Instructions to follow >> Search the listing for the word "INTEGER". Copy every line where it is found.

Materials provided >>
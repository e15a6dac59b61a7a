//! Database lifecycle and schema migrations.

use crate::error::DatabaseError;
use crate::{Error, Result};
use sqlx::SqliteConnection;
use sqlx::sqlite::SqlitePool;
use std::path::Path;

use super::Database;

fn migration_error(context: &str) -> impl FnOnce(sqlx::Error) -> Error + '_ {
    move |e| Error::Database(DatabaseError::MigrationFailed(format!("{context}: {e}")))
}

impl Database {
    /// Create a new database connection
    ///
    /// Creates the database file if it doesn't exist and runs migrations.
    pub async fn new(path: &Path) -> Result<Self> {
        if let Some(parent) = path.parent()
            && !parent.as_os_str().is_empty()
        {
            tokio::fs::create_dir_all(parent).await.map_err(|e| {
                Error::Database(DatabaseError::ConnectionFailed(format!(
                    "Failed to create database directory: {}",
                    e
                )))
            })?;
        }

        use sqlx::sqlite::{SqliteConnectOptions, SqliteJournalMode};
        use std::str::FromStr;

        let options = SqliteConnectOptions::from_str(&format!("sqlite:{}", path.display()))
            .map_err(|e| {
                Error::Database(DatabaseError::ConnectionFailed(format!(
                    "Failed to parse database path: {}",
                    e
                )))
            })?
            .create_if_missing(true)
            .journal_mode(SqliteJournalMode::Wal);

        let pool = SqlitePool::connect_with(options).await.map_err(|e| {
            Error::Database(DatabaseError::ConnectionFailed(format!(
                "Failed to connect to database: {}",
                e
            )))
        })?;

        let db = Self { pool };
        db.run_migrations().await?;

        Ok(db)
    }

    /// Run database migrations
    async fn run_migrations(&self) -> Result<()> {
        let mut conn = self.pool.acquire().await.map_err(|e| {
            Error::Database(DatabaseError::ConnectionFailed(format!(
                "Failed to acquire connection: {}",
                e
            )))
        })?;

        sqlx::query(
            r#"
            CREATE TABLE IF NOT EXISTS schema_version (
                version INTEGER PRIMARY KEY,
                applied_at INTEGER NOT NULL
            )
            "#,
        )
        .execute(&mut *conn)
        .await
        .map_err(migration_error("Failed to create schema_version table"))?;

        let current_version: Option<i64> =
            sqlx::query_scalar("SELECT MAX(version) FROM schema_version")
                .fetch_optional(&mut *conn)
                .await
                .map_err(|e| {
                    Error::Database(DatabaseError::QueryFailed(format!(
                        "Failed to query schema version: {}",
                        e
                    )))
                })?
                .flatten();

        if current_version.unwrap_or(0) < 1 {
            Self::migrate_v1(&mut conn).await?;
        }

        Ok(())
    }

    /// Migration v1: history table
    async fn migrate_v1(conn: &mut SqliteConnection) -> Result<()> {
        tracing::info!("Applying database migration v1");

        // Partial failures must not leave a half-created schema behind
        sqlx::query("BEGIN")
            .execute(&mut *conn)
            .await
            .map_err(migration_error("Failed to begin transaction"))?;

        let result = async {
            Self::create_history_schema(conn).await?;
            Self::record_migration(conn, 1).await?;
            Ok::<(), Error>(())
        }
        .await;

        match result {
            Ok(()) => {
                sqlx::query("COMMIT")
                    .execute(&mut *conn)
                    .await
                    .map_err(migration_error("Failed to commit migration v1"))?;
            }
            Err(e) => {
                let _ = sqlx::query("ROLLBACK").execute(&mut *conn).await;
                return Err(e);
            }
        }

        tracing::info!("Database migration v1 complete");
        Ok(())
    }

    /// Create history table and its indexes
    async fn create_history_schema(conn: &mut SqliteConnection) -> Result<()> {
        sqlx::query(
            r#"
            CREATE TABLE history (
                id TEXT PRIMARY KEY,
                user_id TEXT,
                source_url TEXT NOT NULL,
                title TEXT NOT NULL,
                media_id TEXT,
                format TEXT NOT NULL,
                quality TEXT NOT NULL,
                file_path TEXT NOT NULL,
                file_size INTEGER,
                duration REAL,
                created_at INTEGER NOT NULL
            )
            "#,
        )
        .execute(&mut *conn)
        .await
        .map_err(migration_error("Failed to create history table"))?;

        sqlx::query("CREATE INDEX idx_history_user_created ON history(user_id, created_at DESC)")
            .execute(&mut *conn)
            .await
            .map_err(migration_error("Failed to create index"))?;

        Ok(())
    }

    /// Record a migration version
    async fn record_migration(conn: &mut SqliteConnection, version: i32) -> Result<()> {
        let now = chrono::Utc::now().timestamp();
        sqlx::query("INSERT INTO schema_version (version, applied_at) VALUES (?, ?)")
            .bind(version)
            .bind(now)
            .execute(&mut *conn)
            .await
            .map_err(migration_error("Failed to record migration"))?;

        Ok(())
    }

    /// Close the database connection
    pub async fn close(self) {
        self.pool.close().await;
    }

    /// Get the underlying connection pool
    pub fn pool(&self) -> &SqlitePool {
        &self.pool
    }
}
* * *
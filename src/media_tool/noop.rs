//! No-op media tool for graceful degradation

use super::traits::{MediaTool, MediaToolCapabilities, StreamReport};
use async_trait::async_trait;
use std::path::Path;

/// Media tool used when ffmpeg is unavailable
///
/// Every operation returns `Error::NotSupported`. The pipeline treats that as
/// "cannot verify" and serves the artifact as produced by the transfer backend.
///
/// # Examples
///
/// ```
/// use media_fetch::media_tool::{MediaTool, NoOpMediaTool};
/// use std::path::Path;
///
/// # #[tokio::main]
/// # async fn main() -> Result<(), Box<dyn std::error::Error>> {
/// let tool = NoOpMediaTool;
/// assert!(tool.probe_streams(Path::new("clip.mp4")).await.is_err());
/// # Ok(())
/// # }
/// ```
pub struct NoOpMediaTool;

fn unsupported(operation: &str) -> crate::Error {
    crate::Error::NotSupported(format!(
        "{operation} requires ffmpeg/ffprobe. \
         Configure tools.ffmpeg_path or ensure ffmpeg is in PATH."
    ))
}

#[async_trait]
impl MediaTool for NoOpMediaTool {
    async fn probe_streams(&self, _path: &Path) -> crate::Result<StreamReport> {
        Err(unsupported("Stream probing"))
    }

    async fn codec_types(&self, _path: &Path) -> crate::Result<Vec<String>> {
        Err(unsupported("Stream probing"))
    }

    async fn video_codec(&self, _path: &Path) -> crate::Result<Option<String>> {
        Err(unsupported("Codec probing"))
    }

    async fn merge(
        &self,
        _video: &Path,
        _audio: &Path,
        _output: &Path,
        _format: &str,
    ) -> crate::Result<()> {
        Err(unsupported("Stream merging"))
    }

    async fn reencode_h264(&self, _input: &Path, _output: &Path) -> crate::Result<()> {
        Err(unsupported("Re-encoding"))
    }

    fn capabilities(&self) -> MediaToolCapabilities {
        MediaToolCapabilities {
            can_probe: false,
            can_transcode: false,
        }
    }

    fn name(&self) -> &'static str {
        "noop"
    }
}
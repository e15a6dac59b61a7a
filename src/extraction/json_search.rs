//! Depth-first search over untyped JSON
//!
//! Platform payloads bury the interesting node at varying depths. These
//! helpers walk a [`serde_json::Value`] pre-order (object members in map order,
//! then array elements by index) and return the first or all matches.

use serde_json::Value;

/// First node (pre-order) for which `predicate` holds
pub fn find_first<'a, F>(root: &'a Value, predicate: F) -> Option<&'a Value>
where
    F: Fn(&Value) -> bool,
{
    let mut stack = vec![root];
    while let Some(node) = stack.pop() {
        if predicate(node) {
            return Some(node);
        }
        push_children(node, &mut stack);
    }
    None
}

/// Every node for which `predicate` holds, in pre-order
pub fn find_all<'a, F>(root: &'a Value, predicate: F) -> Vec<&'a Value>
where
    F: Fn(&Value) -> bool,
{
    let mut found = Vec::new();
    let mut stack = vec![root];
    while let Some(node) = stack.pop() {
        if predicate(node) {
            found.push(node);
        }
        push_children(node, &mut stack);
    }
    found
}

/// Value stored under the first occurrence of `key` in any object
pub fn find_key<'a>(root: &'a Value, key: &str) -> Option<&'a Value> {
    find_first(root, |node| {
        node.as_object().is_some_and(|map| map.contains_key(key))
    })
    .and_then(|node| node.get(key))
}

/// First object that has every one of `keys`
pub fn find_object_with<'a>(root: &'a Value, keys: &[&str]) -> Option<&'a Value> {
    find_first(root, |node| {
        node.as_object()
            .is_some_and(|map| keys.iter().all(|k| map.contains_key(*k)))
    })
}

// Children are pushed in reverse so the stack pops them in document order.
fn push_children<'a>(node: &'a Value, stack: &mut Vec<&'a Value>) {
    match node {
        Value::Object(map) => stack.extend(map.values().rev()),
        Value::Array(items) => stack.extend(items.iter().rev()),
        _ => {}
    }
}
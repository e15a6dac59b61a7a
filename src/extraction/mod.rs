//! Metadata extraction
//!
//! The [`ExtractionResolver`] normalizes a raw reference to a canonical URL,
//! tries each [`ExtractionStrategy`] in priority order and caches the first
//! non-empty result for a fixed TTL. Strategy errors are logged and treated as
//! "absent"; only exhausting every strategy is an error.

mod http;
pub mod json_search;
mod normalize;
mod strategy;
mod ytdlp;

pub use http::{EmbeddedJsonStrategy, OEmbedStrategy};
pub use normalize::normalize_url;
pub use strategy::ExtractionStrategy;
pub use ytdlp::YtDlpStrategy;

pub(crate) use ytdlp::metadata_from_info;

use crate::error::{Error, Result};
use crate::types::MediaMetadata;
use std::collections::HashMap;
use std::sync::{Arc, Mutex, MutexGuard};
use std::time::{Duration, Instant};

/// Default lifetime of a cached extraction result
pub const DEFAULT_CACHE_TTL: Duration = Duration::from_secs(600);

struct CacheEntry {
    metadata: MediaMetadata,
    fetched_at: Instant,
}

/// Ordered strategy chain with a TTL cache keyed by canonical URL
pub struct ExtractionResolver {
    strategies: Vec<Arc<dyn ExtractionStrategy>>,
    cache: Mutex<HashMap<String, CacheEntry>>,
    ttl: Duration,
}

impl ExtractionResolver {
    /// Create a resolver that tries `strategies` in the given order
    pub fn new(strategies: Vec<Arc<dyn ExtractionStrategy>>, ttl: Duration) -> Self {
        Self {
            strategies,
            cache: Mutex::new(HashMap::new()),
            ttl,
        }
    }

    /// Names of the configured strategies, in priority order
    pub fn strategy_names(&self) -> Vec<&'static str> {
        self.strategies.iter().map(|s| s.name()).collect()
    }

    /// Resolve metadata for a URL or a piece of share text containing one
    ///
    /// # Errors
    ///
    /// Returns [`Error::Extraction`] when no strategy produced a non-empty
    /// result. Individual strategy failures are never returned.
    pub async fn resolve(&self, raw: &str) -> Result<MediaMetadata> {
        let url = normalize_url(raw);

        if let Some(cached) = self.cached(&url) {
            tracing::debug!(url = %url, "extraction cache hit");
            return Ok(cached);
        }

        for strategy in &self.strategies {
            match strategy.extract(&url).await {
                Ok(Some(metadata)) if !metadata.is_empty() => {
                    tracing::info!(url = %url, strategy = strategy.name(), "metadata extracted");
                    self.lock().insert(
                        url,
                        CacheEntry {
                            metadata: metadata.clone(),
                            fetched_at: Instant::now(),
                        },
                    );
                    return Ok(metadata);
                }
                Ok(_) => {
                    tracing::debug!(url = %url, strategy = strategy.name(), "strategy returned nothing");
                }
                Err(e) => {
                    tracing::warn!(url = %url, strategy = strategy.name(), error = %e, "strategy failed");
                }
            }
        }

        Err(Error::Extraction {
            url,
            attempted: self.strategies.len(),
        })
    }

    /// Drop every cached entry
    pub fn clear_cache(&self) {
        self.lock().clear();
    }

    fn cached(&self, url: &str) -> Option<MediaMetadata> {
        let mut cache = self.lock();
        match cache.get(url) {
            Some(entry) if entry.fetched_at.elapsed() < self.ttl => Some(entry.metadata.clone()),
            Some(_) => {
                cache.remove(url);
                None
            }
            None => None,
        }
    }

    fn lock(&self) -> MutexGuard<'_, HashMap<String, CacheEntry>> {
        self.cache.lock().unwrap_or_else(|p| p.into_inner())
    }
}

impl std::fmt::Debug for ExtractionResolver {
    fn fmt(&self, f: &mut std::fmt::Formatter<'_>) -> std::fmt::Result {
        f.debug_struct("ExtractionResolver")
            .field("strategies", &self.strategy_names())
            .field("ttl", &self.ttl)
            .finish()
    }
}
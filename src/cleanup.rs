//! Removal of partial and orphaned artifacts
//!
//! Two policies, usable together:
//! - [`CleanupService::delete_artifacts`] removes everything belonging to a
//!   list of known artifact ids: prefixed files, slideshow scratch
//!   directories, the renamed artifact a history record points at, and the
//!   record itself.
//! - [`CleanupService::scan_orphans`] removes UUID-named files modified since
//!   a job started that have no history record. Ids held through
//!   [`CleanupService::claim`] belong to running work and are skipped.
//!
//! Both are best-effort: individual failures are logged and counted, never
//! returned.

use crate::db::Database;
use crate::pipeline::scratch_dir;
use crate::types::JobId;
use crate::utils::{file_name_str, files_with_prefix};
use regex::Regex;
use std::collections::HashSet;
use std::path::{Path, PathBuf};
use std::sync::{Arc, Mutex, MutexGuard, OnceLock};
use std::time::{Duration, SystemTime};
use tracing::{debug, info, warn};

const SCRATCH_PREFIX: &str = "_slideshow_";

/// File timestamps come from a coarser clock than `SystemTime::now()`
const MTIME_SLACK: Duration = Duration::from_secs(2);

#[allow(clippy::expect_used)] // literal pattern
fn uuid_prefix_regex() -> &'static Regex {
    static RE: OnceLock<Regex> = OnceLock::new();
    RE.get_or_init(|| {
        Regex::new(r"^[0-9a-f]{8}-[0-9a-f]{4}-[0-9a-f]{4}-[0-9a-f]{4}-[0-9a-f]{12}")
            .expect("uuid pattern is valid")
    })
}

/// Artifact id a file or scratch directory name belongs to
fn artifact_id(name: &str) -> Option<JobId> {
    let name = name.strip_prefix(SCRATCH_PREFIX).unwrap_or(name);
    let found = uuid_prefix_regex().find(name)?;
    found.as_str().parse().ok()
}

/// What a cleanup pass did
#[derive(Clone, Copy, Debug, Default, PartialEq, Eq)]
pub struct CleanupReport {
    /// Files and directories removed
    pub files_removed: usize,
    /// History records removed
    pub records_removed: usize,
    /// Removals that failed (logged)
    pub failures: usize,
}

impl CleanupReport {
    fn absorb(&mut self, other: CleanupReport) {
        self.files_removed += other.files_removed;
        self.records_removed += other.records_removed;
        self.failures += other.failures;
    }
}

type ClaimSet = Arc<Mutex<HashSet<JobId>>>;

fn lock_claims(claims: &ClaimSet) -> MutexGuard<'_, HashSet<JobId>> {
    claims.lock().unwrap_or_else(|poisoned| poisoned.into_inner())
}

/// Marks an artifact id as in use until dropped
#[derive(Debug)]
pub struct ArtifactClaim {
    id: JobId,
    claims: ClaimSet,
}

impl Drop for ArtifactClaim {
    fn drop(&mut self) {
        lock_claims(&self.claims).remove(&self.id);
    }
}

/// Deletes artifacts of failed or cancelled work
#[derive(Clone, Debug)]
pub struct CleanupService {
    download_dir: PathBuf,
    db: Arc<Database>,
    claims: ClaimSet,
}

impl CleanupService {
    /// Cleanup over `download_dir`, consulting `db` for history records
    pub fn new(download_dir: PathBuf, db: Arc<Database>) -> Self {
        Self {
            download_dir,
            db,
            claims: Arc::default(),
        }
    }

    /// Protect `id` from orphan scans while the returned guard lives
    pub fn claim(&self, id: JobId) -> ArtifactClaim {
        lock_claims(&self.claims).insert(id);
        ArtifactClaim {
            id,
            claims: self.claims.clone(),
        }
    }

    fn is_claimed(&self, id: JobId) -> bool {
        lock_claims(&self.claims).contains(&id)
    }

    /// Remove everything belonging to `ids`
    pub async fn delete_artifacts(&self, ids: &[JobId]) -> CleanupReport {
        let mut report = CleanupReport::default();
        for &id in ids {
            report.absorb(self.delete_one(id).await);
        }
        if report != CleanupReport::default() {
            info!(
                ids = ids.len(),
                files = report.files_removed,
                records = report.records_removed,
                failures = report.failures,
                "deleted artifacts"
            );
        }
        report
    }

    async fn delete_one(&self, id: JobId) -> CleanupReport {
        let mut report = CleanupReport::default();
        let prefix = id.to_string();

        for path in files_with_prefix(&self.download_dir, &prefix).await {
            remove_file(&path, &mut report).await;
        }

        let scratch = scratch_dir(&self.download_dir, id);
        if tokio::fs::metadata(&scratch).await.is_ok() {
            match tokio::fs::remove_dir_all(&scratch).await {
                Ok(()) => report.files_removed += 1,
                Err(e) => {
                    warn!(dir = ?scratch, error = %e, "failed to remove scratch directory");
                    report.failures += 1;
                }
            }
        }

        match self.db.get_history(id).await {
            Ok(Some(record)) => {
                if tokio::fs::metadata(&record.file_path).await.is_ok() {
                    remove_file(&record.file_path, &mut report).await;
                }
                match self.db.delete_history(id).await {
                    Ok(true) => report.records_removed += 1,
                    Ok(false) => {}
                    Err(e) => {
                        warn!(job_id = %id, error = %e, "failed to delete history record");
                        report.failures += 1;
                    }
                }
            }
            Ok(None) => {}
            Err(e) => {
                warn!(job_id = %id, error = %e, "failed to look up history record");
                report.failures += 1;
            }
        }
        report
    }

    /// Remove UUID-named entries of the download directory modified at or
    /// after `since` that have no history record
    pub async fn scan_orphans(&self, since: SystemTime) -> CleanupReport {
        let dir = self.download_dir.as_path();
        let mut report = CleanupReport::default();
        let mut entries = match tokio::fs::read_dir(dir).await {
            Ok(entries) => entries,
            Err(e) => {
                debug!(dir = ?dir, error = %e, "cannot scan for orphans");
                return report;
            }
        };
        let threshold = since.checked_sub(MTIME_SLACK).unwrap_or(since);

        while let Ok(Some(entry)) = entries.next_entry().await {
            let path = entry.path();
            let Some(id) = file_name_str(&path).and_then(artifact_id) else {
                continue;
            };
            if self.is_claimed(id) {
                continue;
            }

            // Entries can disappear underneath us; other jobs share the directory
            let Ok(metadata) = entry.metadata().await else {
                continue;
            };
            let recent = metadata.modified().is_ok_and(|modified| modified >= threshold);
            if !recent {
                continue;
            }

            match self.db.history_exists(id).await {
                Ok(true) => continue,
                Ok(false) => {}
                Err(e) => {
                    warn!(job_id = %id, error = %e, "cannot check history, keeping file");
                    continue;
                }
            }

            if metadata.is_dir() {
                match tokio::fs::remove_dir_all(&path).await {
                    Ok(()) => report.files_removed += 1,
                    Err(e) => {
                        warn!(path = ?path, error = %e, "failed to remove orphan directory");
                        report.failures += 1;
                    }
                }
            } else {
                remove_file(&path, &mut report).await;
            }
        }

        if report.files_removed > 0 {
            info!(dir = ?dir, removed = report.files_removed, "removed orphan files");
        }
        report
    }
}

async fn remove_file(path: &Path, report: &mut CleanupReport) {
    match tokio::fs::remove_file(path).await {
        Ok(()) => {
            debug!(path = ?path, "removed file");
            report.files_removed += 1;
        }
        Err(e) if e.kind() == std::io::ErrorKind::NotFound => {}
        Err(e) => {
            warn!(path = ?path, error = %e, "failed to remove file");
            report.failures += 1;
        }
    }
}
--
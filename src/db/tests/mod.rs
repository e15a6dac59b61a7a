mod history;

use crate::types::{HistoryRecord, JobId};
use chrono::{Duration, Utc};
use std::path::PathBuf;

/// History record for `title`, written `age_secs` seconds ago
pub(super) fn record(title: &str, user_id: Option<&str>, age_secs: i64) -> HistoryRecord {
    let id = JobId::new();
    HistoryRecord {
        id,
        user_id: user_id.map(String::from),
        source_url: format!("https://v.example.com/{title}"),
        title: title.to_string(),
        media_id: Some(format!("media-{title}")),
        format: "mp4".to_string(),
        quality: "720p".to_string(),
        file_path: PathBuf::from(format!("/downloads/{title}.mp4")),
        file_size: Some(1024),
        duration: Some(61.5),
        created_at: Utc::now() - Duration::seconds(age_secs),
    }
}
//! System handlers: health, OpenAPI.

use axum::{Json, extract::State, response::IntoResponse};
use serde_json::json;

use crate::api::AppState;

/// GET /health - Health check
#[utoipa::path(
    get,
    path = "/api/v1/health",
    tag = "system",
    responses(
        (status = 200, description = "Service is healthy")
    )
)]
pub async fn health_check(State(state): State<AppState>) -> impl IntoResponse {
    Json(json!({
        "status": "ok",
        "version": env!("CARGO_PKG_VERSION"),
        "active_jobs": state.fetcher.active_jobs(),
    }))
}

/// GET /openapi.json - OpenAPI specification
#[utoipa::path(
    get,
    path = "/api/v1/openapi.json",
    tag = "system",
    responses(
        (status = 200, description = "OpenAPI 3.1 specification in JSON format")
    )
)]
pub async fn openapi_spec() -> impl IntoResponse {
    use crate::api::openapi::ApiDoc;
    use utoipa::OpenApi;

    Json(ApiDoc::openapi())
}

Result below >>
                version INTEGER PRIMARY KEY,
                applied_at INTEGER NOT NULL
                file_size INTEGER,
                created_at INTEGER NOT NULL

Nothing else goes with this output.